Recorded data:
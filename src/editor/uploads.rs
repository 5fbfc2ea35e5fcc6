//! Meshes brought in from external assets.
//!
//! Uploads live beside the object registry, never inside it: they have no shape
//! descriptor and are edited only through color and uniform scale. Animated uploads
//! replace their pose on every [`UploadedMeshes::animate`]; each plays from the moment it
//! was imported.

use cgmath::Matrix4;
use std::fmt;

use crate::error::{EditorError, EditorResult, EntityId};
use crate::gfx::geometry::{GeometryData, ValidationError};
use crate::gfx::picking::Aabb;
use crate::gfx::resources::material::Color;
use crate::gfx::transform::WorldPose;
use crate::io::animation::MeshAnimation;
use crate::io::import::ImportedMesh;

#[derive(Debug, Clone, Copy, PartialEq, Eq, PartialOrd, Ord, Hash)]
pub struct UploadId(u64);

impl UploadId {
    pub fn from_raw(raw: u64) -> Self {
        Self(raw)
    }

    pub fn raw(self) -> u64 {
        self.0
    }
}

impl fmt::Display for UploadId {
    fn fmt(&self, f: &mut fmt::Formatter<'_>) -> fmt::Result {
        write!(f, "upload#{}", self.0)
    }
}

#[derive(Debug, Clone)]
pub struct UploadedMesh {
    id: UploadId,
    name: String,
    color: Color,
    uniform_scale: f32,
    pose: WorldPose,
    geometry: GeometryData,
    local_bounds: Aabb,
    animation: Option<MeshAnimation>,
    /// Seconds of playback since import
    playhead: f32,
}

impl UploadedMesh {
    pub fn id(&self) -> UploadId {
        self.id
    }

    pub fn name(&self) -> &str {
        &self.name
    }

    pub fn color(&self) -> Color {
        self.color
    }

    pub fn uniform_scale(&self) -> f32 {
        self.uniform_scale
    }

    /// Current world pose, before the editor's uniform scale.
    pub fn pose(&self) -> &WorldPose {
        &self.pose
    }

    pub fn geometry(&self) -> &GeometryData {
        &self.geometry
    }

    pub fn is_animated(&self) -> bool {
        self.animation.is_some()
    }

    /// Imported pose followed by the uniform scale.
    pub fn matrix(&self) -> Matrix4<f32> {
        self.pose.matrix() * Matrix4::from_scale(self.uniform_scale)
    }

    pub fn world_bounds(&self) -> Aabb {
        self.local_bounds.transform(&self.matrix())
    }
}

#[derive(Debug, Default)]
pub struct UploadedMeshes {
    meshes: Vec<UploadedMesh>,
    next_id: u64,
}

impl UploadedMeshes {
    pub fn new() -> Self {
        Self::default()
    }

    pub fn add(&mut self, mesh: ImportedMesh) -> UploadId {
        self.next_id += 1;
        let id = UploadId(self.next_id);
        let local_bounds = mesh.geometry.bounds();
        let name = if mesh.name.is_empty() {
            format!("mesh {}", id.raw())
        } else {
            mesh.name
        };
        self.meshes.push(UploadedMesh {
            id,
            name,
            color: mesh.color,
            uniform_scale: 1.0,
            pose: mesh.pose,
            geometry: mesh.geometry,
            local_bounds,
            animation: mesh.animation,
            playhead: 0.0,
        });
        id
    }

    pub fn get(&self, id: UploadId) -> Option<&UploadedMesh> {
        self.meshes.iter().find(|mesh| mesh.id == id)
    }

    pub fn list(&self) -> &[UploadedMesh] {
        &self.meshes
    }

    pub fn len(&self) -> usize {
        self.meshes.len()
    }

    pub fn is_empty(&self) -> bool {
        self.meshes.is_empty()
    }

    pub fn remove(&mut self, id: UploadId) -> EditorResult<UploadedMesh> {
        let index = self.index_of(id)?;
        Ok(self.meshes.remove(index))
    }

    /// Drop every upload, returning the ids that were removed.
    pub fn clear(&mut self) -> Vec<UploadId> {
        self.meshes.drain(..).map(|mesh| mesh.id).collect()
    }

    /// Advance playback of every animated upload by `dt` seconds. Returns the new world
    /// matrix of each mesh that moved.
    pub fn animate(&mut self, dt: f32) -> Vec<(UploadId, Matrix4<f32>)> {
        self.meshes
            .iter_mut()
            .filter_map(|mesh| {
                let animation = mesh.animation.as_ref()?;
                mesh.playhead += dt;
                mesh.pose = animation.pose_at(mesh.playhead);
                Some((mesh.id, mesh.matrix()))
            })
            .collect()
    }

    pub fn set_color(&mut self, id: UploadId, color: Color) -> EditorResult<&UploadedMesh> {
        let index = self.index_of(id)?;
        let mesh = &mut self.meshes[index];
        mesh.color = color.clamped();
        Ok(mesh)
    }

    pub fn set_uniform_scale(&mut self, id: UploadId, scale: f32) -> EditorResult<&UploadedMesh> {
        if !scale.is_finite() || scale <= 0.0 {
            return Err(ValidationError::NonPositive {
                subject: "uploaded mesh",
                field: "uniform scale",
                value: scale,
            }
            .into());
        }
        let index = self.index_of(id)?;
        let mesh = &mut self.meshes[index];
        mesh.uniform_scale = scale;
        Ok(mesh)
    }

    fn index_of(&self, id: UploadId) -> EditorResult<usize> {
        self.meshes
            .iter()
            .position(|mesh| mesh.id == id)
            .ok_or(EditorError::NotFound(EntityId::Upload(id)))
    }
}

#[cfg(test)]
mod tests {
    use super::*;
    use crate::gfx::geometry::{build, ShapeDescriptor};
    use cgmath::Vector3;

    fn imported(name: &str) -> ImportedMesh {
        let geometry = build(&ShapeDescriptor::default()).unwrap().data;
        ImportedMesh {
            name: name.to_string(),
            color: Color::WHITE,
            pose: WorldPose {
                translation: Vector3::new(2.0, 0.0, 0.0),
                ..WorldPose::identity()
            },
            geometry,
            animation: None,
        }
    }

    #[test]
    fn test_add_assigns_distinct_ids() {
        let mut uploads = UploadedMeshes::new();
        let a = uploads.add(imported("a"));
        let b = uploads.add(imported(""));
        assert_ne!(a, b);
        assert_eq!(uploads.get(b).unwrap().name(), format!("mesh {}", b.raw()));
        assert_eq!(uploads.len(), 2);
    }

    #[test]
    fn test_uniform_scale_must_be_positive() {
        let mut uploads = UploadedMeshes::new();
        let id = uploads.add(imported("a"));

        assert!(uploads.set_uniform_scale(id, 0.0).is_err());
        assert!(uploads.set_uniform_scale(id, f32::NAN).is_err());
        assert_eq!(uploads.get(id).unwrap().uniform_scale(), 1.0);

        let mesh = uploads.set_uniform_scale(id, 2.0).unwrap();
        let bounds = mesh.world_bounds();
        assert!((bounds.size().x - 2.0).abs() < 1e-5);
        assert!((bounds.center().x - 2.0).abs() < 1e-5);
    }

    #[test]
    fn test_animate_moves_only_animated_meshes() {
        use crate::io::animation::{AnimatedNode, Interpolation, NodeTracks, Track};

        let mut uploads = UploadedMeshes::new();
        let still = uploads.add(imported("still"));
        let mut animated = imported("bobbing");
        animated.animation = Some(MeshAnimation::new(vec![AnimatedNode {
            rest: WorldPose::identity(),
            tracks: NodeTracks {
                translation: Track::new(
                    vec![0.0, 2.0],
                    vec![Vector3::new(0.0, 0.0, 0.0), Vector3::new(0.0, 2.0, 0.0)],
                    Interpolation::Linear,
                ),
                ..NodeTracks::default()
            },
        }]));
        let bobbing = uploads.add(animated);
        uploads.set_uniform_scale(bobbing, 3.0).unwrap();

        let moved = uploads.animate(1.0);
        assert_eq!(moved.len(), 1);
        assert_eq!(moved[0].0, bobbing);
        let mesh = uploads.get(bobbing).unwrap();
        assert_eq!(mesh.pose().translation, Vector3::new(0.0, 1.0, 0.0));
        // Uniform scale survives playback
        assert_eq!(moved[0].1, mesh.matrix());
        assert_eq!(mesh.uniform_scale(), 3.0);
        assert_eq!(uploads.get(still).unwrap().pose().translation.x, 2.0);

        // Playback accumulates across calls
        uploads.animate(0.5);
        let y = uploads.get(bobbing).unwrap().pose().translation.y;
        assert!((y - 1.5).abs() < 1e-6);
    }

    #[test]
    fn test_clear_and_remove() {
        let mut uploads = UploadedMeshes::new();
        let a = uploads.add(imported("a"));
        let b = uploads.add(imported("b"));

        uploads.remove(a).unwrap();
        assert!(uploads.remove(a).unwrap_err().is_not_found());
        assert_eq!(uploads.clear(), vec![b]);
        assert!(uploads.is_empty());
    }
}
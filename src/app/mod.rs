//! Windowed editor application.
//!
//! [`EditorApp`] is the winit [`ApplicationHandler`]: it owns the window, the render
//! engine, the imgui layer and the [`Editor`], turns window input into
//! [`EditorCommand`]s, and drives frames through the [`RenderLoop`].

pub mod input;
pub mod render_loop;

pub use input::{command_for_key, ClickTracker, PointerGesture};
pub use render_loop::{sync_camera_lock, RenderLoop};

use std::path::PathBuf;
use std::sync::Arc;
use std::time::{Duration, Instant};
use winit::{
    application::ApplicationHandler,
    dpi::{LogicalSize, PhysicalSize},
    event::{ElementState, KeyEvent, MouseButton, WindowEvent},
    event_loop::{ActiveEventLoop, ControlFlow, EventLoop},
    keyboard::{ModifiersState, PhysicalKey},
    window::{Window, WindowAttributes, WindowId},
};

use crate::config::EditorSettings;
use crate::editor::{CommandOutcome, Editor, EditorCommand};
use crate::gfx::camera::CameraManager;
use crate::gfx::picking::Ray;
use crate::gfx::rendering::{overlay, GpuBackend, LineVertex, RenderEngine};
use crate::io::AssetSource;
use crate::ui::{editor_panel, PanelState, UiManager};

struct GpuState {
    window: Arc<Window>,
    engine: RenderEngine,
    ui: UiManager,
    editor: Editor<GpuBackend>,
}

pub struct EditorApp {
    settings: EditorSettings,
    initial_assets: Vec<PathBuf>,
    gpu: Option<GpuState>,
    camera: CameraManager,
    render_loop: RenderLoop,
    clicks: ClickTracker,
    panel: PanelState,
    cursor: (f32, f32),
    modifiers: ModifiersState,
    pending: Vec<EditorCommand>,
    startup_error: Option<anyhow::Error>,
}

impl EditorApp {
    pub fn new(settings: EditorSettings, initial_assets: Vec<PathBuf>) -> Self {
        let aspect = settings.window.width.max(1) as f32 / settings.window.height.max(1) as f32;
        let camera = settings.camera.build(aspect);
        let clicks = ClickTracker::new(
            settings.input.click_slop,
            Duration::from_millis(settings.input.double_click_ms),
        );
        let panel = PanelState::new(&settings.export.directory);

        Self {
            settings,
            initial_assets,
            gpu: None,
            camera,
            render_loop: RenderLoop::new(),
            clicks,
            panel,
            cursor: (0.0, 0.0),
            modifiers: ModifiersState::empty(),
            pending: Vec::new(),
            startup_error: None,
        }
    }

    /// Run the event loop until the window closes.
    pub fn run(mut self) -> anyhow::Result<()> {
        let event_loop = EventLoop::new()?;
        event_loop.set_control_flow(ControlFlow::Poll);
        event_loop.run_app(&mut self)?;

        log::info!(
            "Exiting after {} frames ({} skipped)",
            self.render_loop.frames_drawn(),
            self.render_loop.frames_skipped()
        );
        match self.startup_error.take() {
            Some(e) => Err(e),
            None => Ok(()),
        }
    }

    fn init_gpu(&mut self, event_loop: &ActiveEventLoop) -> anyhow::Result<GpuState> {
        let window = Arc::new(event_loop.create_window(window_attributes(&self.settings))?);
        let (width, height) = window.inner_size().into();

        let engine = pollster::block_on(RenderEngine::new(
            window.clone(),
            width,
            height,
            self.settings.window.vsync,
            self.settings.camera.overlay_style(),
        ))?;
        let mut ui = UiManager::new(engine.device(), engine.queue(), engine.surface_format(), &window);
        ui.update_display_size(width, height);

        let mut editor = Editor::new(engine.create_backend());
        editor.gizmo_mut().handle_length = self.settings.gizmo.handle_length;
        editor.set_center_imports(self.settings.import.center_on_bounds);
        for path in self.initial_assets.drain(..) {
            let result = editor.begin_import(AssetSource::Path(path));
            self.panel
                .record(&result.map(|()| CommandOutcome::ImportStarted));
        }

        self.camera.camera.resize_projection(width, height);
        Ok(GpuState {
            window,
            engine,
            ui,
            editor,
        })
    }

    fn flush_commands(&mut self) {
        let Some(gpu) = self.gpu.as_mut() else {
            return;
        };
        for command in self.pending.drain(..) {
            let result = gpu.editor.dispatch(command);
            self.panel.record(&result);
        }
        sync_camera_lock(&gpu.editor, &mut self.camera);
    }

    fn on_left_button(&mut self, state: ElementState) {
        let Some(gpu) = self.gpu.as_mut() else {
            return;
        };
        match state {
            ElementState::Pressed => {
                let ray = pointer_ray(gpu, self.cursor, &self.camera);
                if gpu.editor.begin_gizmo_drag(&ray) {
                    sync_camera_lock(&gpu.editor, &mut self.camera);
                    self.clicks.cancel();
                } else {
                    self.clicks.press(self.cursor);
                }
            }
            ElementState::Released => {
                if gpu.editor.end_gizmo_drag() {
                    sync_camera_lock(&gpu.editor, &mut self.camera);
                    return;
                }
                match self.clicks.release(self.cursor, Instant::now()) {
                    Some(PointerGesture::Click) => {
                        let ray = pointer_ray(gpu, self.cursor, &self.camera);
                        self.pending.push(EditorCommand::Click(ray));
                    }
                    Some(PointerGesture::DoubleClick) => {
                        let enabled = self.camera.controller.toggle_auto_rotate();
                        log::info!("Auto-rotate {}", if enabled { "on" } else { "off" });
                    }
                    Some(PointerGesture::Drag) | None => {}
                }
            }
        }
    }

    fn on_cursor_moved(&mut self, position: (f32, f32)) {
        self.cursor = position;
        let Some(gpu) = self.gpu.as_ref() else {
            return;
        };
        if gpu.editor.is_dragging() {
            let ray = pointer_ray(gpu, position, &self.camera);
            self.pending.push(EditorCommand::DragGizmo(ray));
        } else {
            self.clicks.moved(position);
        }
    }

    fn on_key(&mut self, event: &KeyEvent) {
        self.camera.process_keyboard_event(event);
        if event.state != ElementState::Pressed || event.repeat {
            return;
        }
        if let PhysicalKey::Code(code) = event.physical_key {
            if let Some(command) = command_for_key(code, self.modifiers) {
                self.pending.push(command);
            }
        }
    }

    fn redraw(&mut self) {
        let Some(gpu) = self.gpu.as_mut() else {
            return;
        };
        let GpuState {
            window,
            engine,
            ui,
            editor,
        } = gpu;
        let window: &Window = window.as_ref();
        let panel = &mut self.panel;
        let pending = &mut self.pending;

        let dt = self.render_loop.frame_dt(Instant::now());
        let reports = self
            .render_loop
            .tick(dt, editor, &mut self.camera, |editor, camera| {
                engine.update_globals(&camera.camera.uniform, editor.lighting());
                let gizmo = gizmo_overlay(editor);
                let mut commands = Vec::new();
                engine.render_frame(
                    editor.scene().backend(),
                    editor.lighting().background_color,
                    &gizmo,
                    Some(|device: &wgpu::Device,
                          queue: &wgpu::Queue,
                          encoder: &mut wgpu::CommandEncoder,
                          view: &wgpu::TextureView| {
                        ui.draw(device, queue, encoder, window, view, |frame| {
                            editor_panel(frame, panel, editor, &mut commands)
                        });
                    }),
                )?;
                pending.extend(commands);
                Ok(())
            });

        for report in &reports {
            self.panel.record_import(report);
        }
        self.flush_commands();
    }
}

fn window_attributes(settings: &EditorSettings) -> WindowAttributes {
    WindowAttributes::default()
        .with_title(settings.window.title.clone())
        .with_inner_size(LogicalSize::new(
            settings.window.width.max(1),
            settings.window.height.max(1),
        ))
}

fn pointer_ray(gpu: &GpuState, cursor: (f32, f32), camera: &CameraManager) -> Ray {
    let (width, height) = gpu.engine.surface_size();
    gpu.editor
        .picker()
        .screen_to_ray(cursor, (width as f32, height as f32), &camera.camera)
}

/// Gizmo handle lines for the current selection, if any.
fn gizmo_overlay(editor: &Editor<GpuBackend>) -> Vec<LineVertex> {
    let gizmo = editor.gizmo();
    editor
        .selection()
        .and_then(|id| editor.registry().get(id))
        .map(|object| {
            overlay::gizmo_lines(
                gizmo.mode(),
                object.transform().position,
                gizmo.handle_length,
                gizmo.active_axis(),
            )
        })
        .unwrap_or_default()
}

impl ApplicationHandler for EditorApp {
    fn resumed(&mut self, event_loop: &ActiveEventLoop) {
        if self.gpu.is_some() {
            return;
        }
        match self.init_gpu(event_loop) {
            Ok(gpu) => {
                log::info!("Editor window ready");
                self.gpu = Some(gpu);
            }
            Err(e) => {
                log::error!("Failed to start editor: {e:#}");
                self.startup_error = Some(e);
                event_loop.exit();
            }
        }
    }

    fn window_event(&mut self, event_loop: &ActiveEventLoop, window_id: WindowId, event: WindowEvent) {
        let Some(gpu) = self.gpu.as_mut() else {
            return;
        };

        // imgui gets first look at input; an active gizmo drag keeps the pointer
        let ui_event: winit::event::Event<()> = winit::event::Event::WindowEvent {
            window_id,
            event: event.clone(),
        };
        let captured = gpu.ui.handle_input(&gpu.window, &ui_event);
        let keyboard_captured = gpu.ui.wants_keyboard();
        let dragging = gpu.editor.is_dragging();

        match event {
            WindowEvent::CloseRequested => event_loop.exit(),
            WindowEvent::Resized(PhysicalSize { width, height }) => {
                gpu.engine.resize(width, height);
                gpu.ui.update_display_size(width, height);
                self.camera.camera.resize_projection(width, height);
            }
            WindowEvent::ModifiersChanged(modifiers) => self.modifiers = modifiers.state(),
            WindowEvent::CursorMoved { position, .. } => {
                self.on_cursor_moved((position.x as f32, position.y as f32));
            }
            WindowEvent::MouseInput { state, button, .. } => {
                if captured && !dragging {
                    return;
                }
                self.camera.process_mouse_button(button, state);
                if button == MouseButton::Left {
                    self.on_left_button(state);
                }
            }
            WindowEvent::KeyboardInput { event, .. } => {
                if !keyboard_captured {
                    self.on_key(&event);
                }
            }
            WindowEvent::RedrawRequested => self.redraw(),
            _ => {}
        }
        self.flush_commands();
    }

    fn device_event(
        &mut self,
        _event_loop: &ActiveEventLoop,
        _device_id: winit::event::DeviceId,
        event: winit::event::DeviceEvent,
    ) {
        let Some(gpu) = self.gpu.as_ref() else {
            return;
        };
        if gpu.ui.wants_input() && !gpu.editor.is_dragging() {
            return;
        }
        self.camera.process_event(&event);
    }

    fn about_to_wait(&mut self, _event_loop: &ActiveEventLoop) {
        if let Some(gpu) = self.gpu.as_ref() {
            gpu.window.request_redraw();
        }
    }
}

_WHAT THE EXERCISE ASKS:_
Out of the data above, return each line where the word "ElementState" can be found.

_TASK SOLUTION:_
    event::{ElementState, KeyEvent, MouseButton, WindowEvent},
    fn on_left_button(&mut self, state: ElementState) {
            ElementState::Pressed => {
            ElementState::Released => {
        if event.state != ElementState::Pressed || event.repeat {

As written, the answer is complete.